What you need to know:

  • Some of us belong to the era when exams were done without too much drama. You went to primary school knowing that one day you will sit a national exam then proceed to high school.
  • Fast forward to today – the ''instant'' generation. Courtesy of instant coffee, instant taxi and instant messaging, they would naturally want to expect instant success without hard work.
  • There must be better ways of protecting the exams without necessarily exhibiting such raw power and sending the wrong signals.

Some of us belong to an era when exams were done without too much drama.

You went to primary school knowing that one day you will sit a national exam then proceed to high school.

One never expected to copy or get leakage through social media or other high-tech means. The same standard of honesty applied in high school, where students actually studied and sat exams expecting to reap only what they had sowed.

Whether you passed with flying colours, scraped through, or got an average score, it really did not matter as long as it was a reflection of your effort.

School was, after all, not an examination drilling camp. It was a place where you learnt and shared life-long values of hard work, honesty, respect for others, and forged lasting contacts as well as generally learning how to behave ethically within society.

Passing exams would then be as a result of having learnt and practised these values, rather than as a result of how successful one was in illegally gaining access to examination papers.

INSTANT GENERATION

Fast-forward to today – the ''instant'' generation. Courtesy of instant coffee, instant taxi and instant messaging, they would naturally want to expect instant success without hard work.

Indeed we have a problem.
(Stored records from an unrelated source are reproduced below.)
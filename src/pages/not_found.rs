use leptos::prelude::*;

/// 404 page
#[component]
pub fn NotFound() -> impl IntoView {
	view! {
		<div class="not-found">
			<h1>"Page not found"</h1>
			<a href="/">"Back to the guidelines"</a>
		</div>
	}
}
But it is not clear if the current solution of weaponising the examination process resolves it or aggravates it further.

Raw projection of police power in an effort to protect exams subconsciously communicates to the students that they can only do the right thing through external pressure, rather than through conscience.
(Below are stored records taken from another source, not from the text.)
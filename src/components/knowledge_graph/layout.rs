//! Initial placement of nodes that have no cached position.
//!
//! Unplaced nodes start in an angular sector reserved for their tier, then a
//! force simulation (springs, charge, collision, centering) runs for a fixed
//! number of steps. Nodes that already have a stored position take part as
//! anchors and never move.

use std::f64::consts::PI;

use force_graph::{EdgeData, ForceGraph, NodeData, SimulationParameters};

use super::store::PositionStore;
use super::types::{NodeKind, PolicyGraph, Position};

/// Tunables of the layout pass.
#[derive(Clone, Debug)]
pub struct LayoutConfig {
	/// Number of simulation steps. The pass never checks for convergence.
	pub max_iterations: usize,
	/// Rest length of a link, in graph units.
	pub link_distance: f64,
	/// Spring stiffness along links.
	pub spring: f32,
	/// Mass of every node; with `spring` and `link_distance` it fixes the charge.
	pub node_mass: f32,
	/// Per-step force clamp.
	pub force_max: f32,
	pub node_speed: f32,
	pub damping: f32,
	/// Simulated seconds per step.
	pub time_step: f32,
	/// Fraction of a box overlap resolved per step, `0..=1`.
	pub collision_strength: f64,
	/// Base spread of the initial jitter inside a sector.
	pub type_spread: f64,
	/// Sector ring radius as a fraction of the smaller frame side.
	pub sector_radius_ratio: f64,
	/// Seed of the jitter generator.
	pub seed: u64,
}

impl Default for LayoutConfig {
	fn default() -> Self {
		Self {
			max_iterations: 100,
			link_distance: 150.0,
			spring: 0.05,
			node_mass: 10.0,
			force_max: 100.0,
			node_speed: 3000.0,
			damping: 0.9,
			time_step: 0.03,
			collision_strength: 1.0,
			type_spread: 50.0,
			sector_radius_ratio: 0.35,
			seed: 42,
		}
	}
}

impl LayoutConfig {
	/// Charge that balances one spring at exactly `link_distance`.
	///
	/// The spring pulls with `0.5 * spring * d` and the charge pushes with
	/// `charge * m² / d²`, so the two cancel at `d³ = 2 * charge * m² / spring`.
	pub fn charge(&self) -> f32 {
		let d = self.link_distance as f32;
		self.spring * d * d * d / (2.0 * self.node_mass * self.node_mass)
	}

	fn parameters(&self) -> SimulationParameters {
		SimulationParameters {
			force_charge: self.charge(),
			force_spring: self.spring,
			force_max: self.force_max,
			node_speed: self.node_speed,
			damping_factor: self.damping,
		}
	}
}

/// Size of the drawing surface the layout is centred in.
#[derive(Clone, Copy, Debug, PartialEq)]
pub struct Frame {
	pub width: f64,
	pub height: f64,
}

impl Frame {
	pub fn new(width: f64, height: f64) -> Self {
		Self { width, height }
	}

	pub fn center(&self) -> Position {
		Position::new(self.width / 2.0, self.height / 2.0)
	}
}

/// What a layout pass did.
#[derive(Clone, Copy, Debug, Default, PartialEq, Eq)]
pub struct LayoutOutcome {
	/// Nodes that received a new position.
	pub placed: usize,
	/// Simulation steps run.
	pub iterations: usize,
}

/// Deterministic jitter source (`x' = (9301 x + 49297) mod 233280`).
struct Jitter(u64);

impl Jitter {
	fn new(seed: u64) -> Self {
		Self(seed % 233280)
	}

	/// Next value in `[0, 1)`.
	fn next(&mut self) -> f64 {
		self.0 = (self.0 * 9301 + 49297) % 233280;
		self.0 as f64 / 233280.0
	}
}

struct Body {
	radius: f64,
}

/// Runs the force layout for nodes missing from `store` and writes their
/// positions back. A no-op when every node is already placed.
pub fn layout<S: PositionStore + ?Sized>(
	graph: &PolicyGraph,
	store: &mut S,
	frame: Frame,
	config: &LayoutConfig,
) -> LayoutOutcome {
	let cached: Vec<Option<Position>> = graph.nodes().iter().map(|n| store.get(&n.id)).collect();
	let missing = cached.iter().filter(|p| p.is_none()).count();
	if missing == 0 {
		return LayoutOutcome::default();
	}

	let seeds = initial_positions(graph, &cached, frame, config);
	let mut sim: ForceGraph<Body, ()> = ForceGraph::new(config.parameters());
	let indices: Vec<_> = graph
		.nodes()
		.iter()
		.zip(&seeds)
		.zip(&cached)
		.map(|((node, start), fixed)| {
			let (w, h) = node.size();
			sim.add_node(NodeData {
				x: start.x as f32,
				y: start.y as f32,
				mass: config.node_mass,
				is_anchor: fixed.is_some(),
				user_data: Body {
					radius: w.max(h) / 1.5,
				},
			})
		})
		.collect();

	for edge_idx in 0..graph.edges().len() {
		let (src, tgt) = graph.endpoints(edge_idx);
		if src != tgt {
			sim.add_edge(indices[src], indices[tgt], EdgeData::default());
		}
	}

	let any_anchor = missing < cached.len();
	for _ in 0..config.max_iterations {
		sim.update(config.time_step);
		resolve_collisions(&mut sim, config.collision_strength);
		if !any_anchor {
			recenter(&mut sim, frame.center());
		}
	}

	let mut settled = seeds;
	sim.visit_nodes(|node| {
		let i = node.index().index();
		let (x, y) = (node.x() as f64, node.y() as f64);
		if x.is_finite() && y.is_finite() {
			settled[i] = Position::new(x, y);
		}
	});

	for ((node, fixed), position) in graph.nodes().iter().zip(&cached).zip(&settled) {
		if fixed.is_none() {
			store.set(&node.id, *position);
		}
	}

	LayoutOutcome {
		placed: missing,
		iterations: config.max_iterations,
	}
}

/// Cached nodes keep their position; the rest start jittered inside their
/// tier's sector. Sectors are handed out in order of first appearance.
fn initial_positions(
	graph: &PolicyGraph,
	cached: &[Option<Position>],
	frame: Frame,
	config: &LayoutConfig,
) -> Vec<Position> {
	let mut kinds: Vec<(NodeKind, usize)> = Vec::new();
	for node in graph.nodes() {
		match kinds.iter_mut().find(|(k, _)| *k == node.kind) {
			Some((_, count)) => *count += 1,
			None => kinds.push((node.kind, 1)),
		}
	}

	let sectors = kinds.len().max(NodeKind::KNOWN.len()) as f64;
	let center = frame.center();
	let radius = frame.width.min(frame.height) * config.sector_radius_ratio;
	let mut jitter = Jitter::new(config.seed);

	graph
		.nodes()
		.iter()
		.zip(cached)
		.map(|(node, fixed)| {
			if let Some(p) = fixed {
				return *p;
			}
			let (slot, count) = kinds
				.iter()
				.enumerate()
				.find(|(_, (k, _))| *k == node.kind)
				.map(|(slot, (_, count))| (slot, *count))
				.unwrap_or((0, 1));
			let angle = (slot + 1) as f64 / sectors * 2.0 * PI;
			let spread = config.type_spread * (count as f64).sqrt();
			Position::new(
				center.x + radius * angle.cos() + (jitter.next() - 0.5) * spread,
				center.y + radius * angle.sin() + (jitter.next() - 0.5) * spread,
			)
		})
		.collect()
}

/// Pushes overlapping bodies apart. Anchors never move; a free body
/// colliding with an anchor takes the whole correction.
fn resolve_collisions(sim: &mut ForceGraph<Body, ()>, strength: f64) {
	let mut bodies = Vec::new();
	sim.visit_nodes(|node| {
		bodies.push((
			node.index(),
			node.x() as f64,
			node.y() as f64,
			node.data.user_data.radius,
			node.data.is_anchor,
		));
	});

	let mut shift = vec![(0.0f64, 0.0f64); bodies.len()];
	for i in 0..bodies.len() {
		for j in (i + 1)..bodies.len() {
			let (_, xi, yi, ri, ai) = bodies[i];
			let (_, xj, yj, rj, aj) = bodies[j];
			if ai && aj {
				continue;
			}
			let (dx, dy) = (xj - xi, yj - yi);
			let dist = (dx * dx + dy * dy).sqrt();
			let min = ri + rj;
			if dist >= min {
				continue;
			}
			let (nx, ny) = if dist < 1e-6 {
				// coincident: separate along a fixed per-pair direction
				let angle = (i * 31 + j * 17) as f64;
				(angle.cos(), angle.sin())
			} else {
				(dx / dist, dy / dist)
			};
			let overlap = (min - dist) * strength;
			let (ux, uy) = (nx * overlap, ny * overlap);
			let (wi, wj) = match (ai, aj) {
				(true, false) => (0.0, 1.0),
				(false, true) => (1.0, 0.0),
				_ => {
					let total = ri * ri + rj * rj;
					(rj * rj / total, ri * ri / total)
				}
			};
			shift[i].0 -= ux * wi;
			shift[i].1 -= uy * wi;
			shift[j].0 += ux * wj;
			shift[j].1 += uy * wj;
		}
	}

	let moves: Vec<_> = bodies
		.iter()
		.zip(&shift)
		.filter(|((_, _, _, _, anchor), (sx, sy))| !anchor && (*sx != 0.0 || *sy != 0.0))
		.map(|((idx, ..), s)| (*idx, *s))
		.collect();
	if moves.is_empty() {
		return;
	}
	sim.visit_nodes_mut(|node| {
		if let Some((_, (sx, sy))) = moves.iter().find(|(idx, _)| *idx == node.index()) {
			node.data.x += *sx as f32;
			node.data.y += *sy as f32;
		}
	});
}

/// Translates every body so the centroid sits on `center`.
fn recenter(sim: &mut ForceGraph<Body, ()>, center: Position) {
	let (mut sx, mut sy, mut n) = (0.0f64, 0.0f64, 0usize);
	sim.visit_nodes(|node| {
		sx += node.x() as f64;
		sy += node.y() as f64;
		n += 1;
	});
	if n == 0 {
		return;
	}
	let (dx, dy) = (center.x - sx / n as f64, center.y - sy / n as f64);
	sim.visit_nodes_mut(|node| {
		node.data.x += dx as f32;
		node.data.y += dy as f32;
	});
}

#[cfg(test)]
mod tests {
	use super::*;
	use crate::components::knowledge_graph::store::MemoryPositionStore;
	use crate::components::knowledge_graph::types::GraphData;

	fn frame() -> Frame {
		Frame::new(800.0, 600.0)
	}

	fn positions(graph: &PolicyGraph, store: &MemoryPositionStore) -> Vec<Position> {
		graph
			.nodes()
			.iter()
			.map(|n| store.get(&n.id).expect("node placed"))
			.collect()
	}

	#[test]
	fn empty_graph_is_a_noop() {
		let graph = PolicyGraph::new(&GraphData::default());
		let mut store = MemoryPositionStore::default();
		let outcome = layout(&graph, &mut store, frame(), &LayoutConfig::default());
		assert_eq!(outcome, LayoutOutcome::default());
		assert_eq!(store.len(), 0);
	}

	#[test]
	fn places_every_node_once() {
		let graph = PolicyGraph::new(&GraphData::seed());
		let mut store = MemoryPositionStore::default();
		let outcome = layout(&graph, &mut store, frame(), &LayoutConfig::default());
		assert_eq!(outcome.placed, 7);
		assert_eq!(outcome.iterations, 100);
		assert_eq!(store.len(), 7);
		for p in positions(&graph, &store) {
			assert!(p.x.is_finite() && p.y.is_finite());
		}
	}

	#[test]
	fn cached_layout_is_idempotent() {
		let graph = PolicyGraph::new(&GraphData::seed());
		let mut store = MemoryPositionStore::default();
		layout(&graph, &mut store, frame(), &LayoutConfig::default());
		let before = positions(&graph, &store);

		let outcome = layout(&graph, &mut store, frame(), &LayoutConfig::default());
		assert_eq!(outcome.iterations, 0);
		assert_eq!(positions(&graph, &store), before);
	}

	#[test]
	fn same_seed_same_layout() {
		let graph = PolicyGraph::new(&GraphData::seed());
		let (mut a, mut b) = (MemoryPositionStore::default(), MemoryPositionStore::default());
		layout(&graph, &mut a, frame(), &LayoutConfig::default());
		layout(&graph, &mut b, frame(), &LayoutConfig::default());
		assert_eq!(positions(&graph, &a), positions(&graph, &b));
	}

	#[test]
	fn cached_nodes_stay_put_while_new_ones_are_placed() {
		let graph = PolicyGraph::new(&GraphData::seed());
		let mut store = MemoryPositionStore::default();
		store.set("pii", Position::new(300.0, 300.0));
		store.set("ethics", Position::new(-20.0, 40.0));

		let outcome = layout(&graph, &mut store, frame(), &LayoutConfig::default());
		assert_eq!(outcome.placed, 5);
		assert_eq!(store.get("pii"), Some(Position::new(300.0, 300.0)));
		assert_eq!(store.get("ethics"), Some(Position::new(-20.0, 40.0)));
		assert_eq!(store.len(), 7);
	}

	#[test]
	fn settled_nodes_do_not_stack() {
		let graph = PolicyGraph::new(&GraphData::seed());
		let mut store = MemoryPositionStore::default();
		layout(&graph, &mut store, frame(), &LayoutConfig::default());
		let ps = positions(&graph, &store);
		for i in 0..ps.len() {
			for j in (i + 1)..ps.len() {
				let d = ((ps[i].x - ps[j].x).powi(2) + (ps[i].y - ps[j].y).powi(2)).sqrt();
				assert!(d > 50.0, "nodes {i} and {j} only {d} apart");
			}
		}
	}

	#[test]
	fn charge_balances_spring_at_link_distance() {
		let config = LayoutConfig::default();
		let d = config.link_distance as f32;
		let spring = 0.5 * config.spring * d;
		let repel = config.charge() * config.node_mass * config.node_mass / (d * d);
		assert!((spring - repel).abs() < 1e-3);
	}

	#[test]
	fn jitter_is_reproducible() {
		let (mut a, mut b) = (Jitter::new(7), Jitter::new(7));
		for _ in 0..10 {
			let v = a.next();
			assert!((0.0..1.0).contains(&v));
			assert_eq!(v, b.next());
		}
	}
}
In an effort to nail the minority thieves, we are indirectly telling the innocent majority that doing the right thing can only happen under the threat of a gun or imprisonment.

BETTER WAY

There must be better ways of protecting the exams without necessarily exhibiting such raw power and sending the wrong signals.

With so much technology around, one wonders why examination papers are still being transported and escorted across the country under heavy security, as if they are a pack of high-value drugs or the Ebola virus.

Whereas the examination papers could be emailed directly to schools to avoid this transportation overhead, email introduces the risk of soft copies falling into the wrong hands.

A more robust approach would be to redesign the whole examination process such that the Kenya National Examinations Council (Knec) would have a databank of standardised examination questions that can be randomly pooled to generate a test paper on demand.

Typically, this would require that a few minutes to each exam paper, the examination officials from the ministry, Knec and the headmaster digitally sign into the question bank and generate a test paper that is unique to that school and for that moment.

Sharing such a paper through social media with another school or candidate would therefore not be useful since the neighbouring school will be having a different exam paper, produced through the same random process.

The school can then run copies for the number of candidates present and have the exam administered in a less militarised or less weaponised environment.

Additionally, the system would be more secure because even officials from Knec would not be in a position to know which set of questions would be administered to which group of schools, and so they would not be in a position to ''assist'' anyone.

With such a system, those who wish to steal exams would be dealt with appropriately, without exposing the innocent candidates to the high-octane drama that has recently been normalised within our examination process.